Oppo Bubble: a magnetic rear display that turns into a roaming selfie screen
Oppo’s Bubble accessory takes a different route by turning the secondary display into a magnetic add‑on instead of building it into the phone. The Bubble is a 7mm‑thick, 27.5g circular AMOLED touchscreen that snaps to the back of supported Oppo phones, effectively becoming a removable magnetic rear display. It can show static wallpapers, live photos, videos, emojis, and decorative themes, with carousel support for rotating media, doubling as a playful design element. Its standout feature is wireless live camera preview: users can frame shots, adjust angles, and trigger photos from up to 10 metres away while using the phone’s rear cameras. With a built‑in 550mAh battery and automatic detection by compatible Oppo models, the Bubble behaves like a tiny roaming screen that can also hang off a case as a standalone mini display.

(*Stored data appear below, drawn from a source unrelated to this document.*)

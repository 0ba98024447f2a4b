//! Where layout metadata comes from.

use layoutgen_dataapi::{DataApiClient, FieldMetaData, LayoutMetadataResponse};
use layoutgen_typegen::{FieldDescriptor, LayoutMetadata, ValueList};

#[derive(Debug, thiserror::Error)]
pub enum FetchError {
    /// The server reports no layout by that name; the run skips it.
    #[error("layout {0:?} not found")]
    NotFound(String),

    #[error("failed to fetch metadata for layout {layout:?}")]
    Other {
        layout: String,
        #[source]
        source: Box<dyn std::error::Error + Send + Sync>,
    },
}

/// Supplies layout metadata to the pipeline.
pub trait MetadataSource {
    fn fetch_metadata(&mut self, layout: &str) -> Result<LayoutMetadata, FetchError>;
}

impl MetadataSource for DataApiClient {
    fn fetch_metadata(&mut self, layout: &str) -> Result<LayoutMetadata, FetchError> {
        match self.layout_metadata(layout) {
            Ok(response) => Ok(from_wire(response)),
            Err(e) if e.is_layout_missing() => Err(FetchError::NotFound(layout.to_string())),
            Err(e) => Err(FetchError::Other {
                layout: layout.to_string(),
                source: Box::new(e),
            }),
        }
    }
}

/// Keep only what generation reads from a Data API metadata response.
pub fn from_wire(response: LayoutMetadataResponse) -> LayoutMetadata {
    LayoutMetadata {
        fields: response.field_meta_data.into_iter().map(field).collect(),
        portals: response
            .portal_meta_data
            .into_iter()
            .map(|(name, fields)| (name, fields.into_iter().map(field).collect()))
            .collect(),
        value_lists: response.value_lists.map(|lists| {
            lists
                .into_iter()
                .map(|list| ValueList {
                    name: list.name,
                    values: list.values.into_iter().map(|entry| entry.value).collect(),
                })
                .collect()
        }),
    }
}

fn field(meta: FieldMetaData) -> FieldDescriptor {
    FieldDescriptor {
        name: meta.name,
        result: meta.result,
        value_list: meta.value_list,
    }
}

Integrated vs magnetic: two paths to dual display phones
Comparing the Nuu B40 5G with Oppo’s Bubble highlights two clear design philosophies for dual display phones. Integrated rear displays, like the B40’s 1.6‑inch Vista Display, are always available, power‑managed by the phone’s system, and aligned with the main camera module, which helps for quick notification checks and rear‑camera selfies without extra setup. Magnetic secondary displays, like Bubble’s circular AMOLED screen, add flexibility: users can attach or remove them, place them on a tripod, or even hang them from a case, but they introduce another battery to charge and rely on magnets and software support. As more Android manufacturers explore magnetic secondary display smartphone accessories, the trade‑off is becoming clearer: fixed screens favour simplicity and reliability, while removable gadgets favour creativity and modularity.

Why secondary displays could improve battery life and everyday UX
Both built‑in and magnetic rear displays share a common promise: reducing dependence on the main screen for quick interactions. Checking the time, reading notifications, skipping tracks, or framing a selfie can all move to a smaller AMOLED notification screen that draws less power than a large high‑refresh‑rate panel. Over a full day, that shift could help extend battery life, especially on phones that already push bright, fast primary displays. At the same time, these compact panels can enhance the user experience by turning the back of the phone into a functional surface instead of a static slab of glass. The emerging ecosystem of secondary display smartphone designs—from Nuu’s integrated Vista Display to Oppo’s playful Bubble—suggests that the once‑novel rear screen concept is evolving into a practical tool for both efficiency and more confident selfie shooting.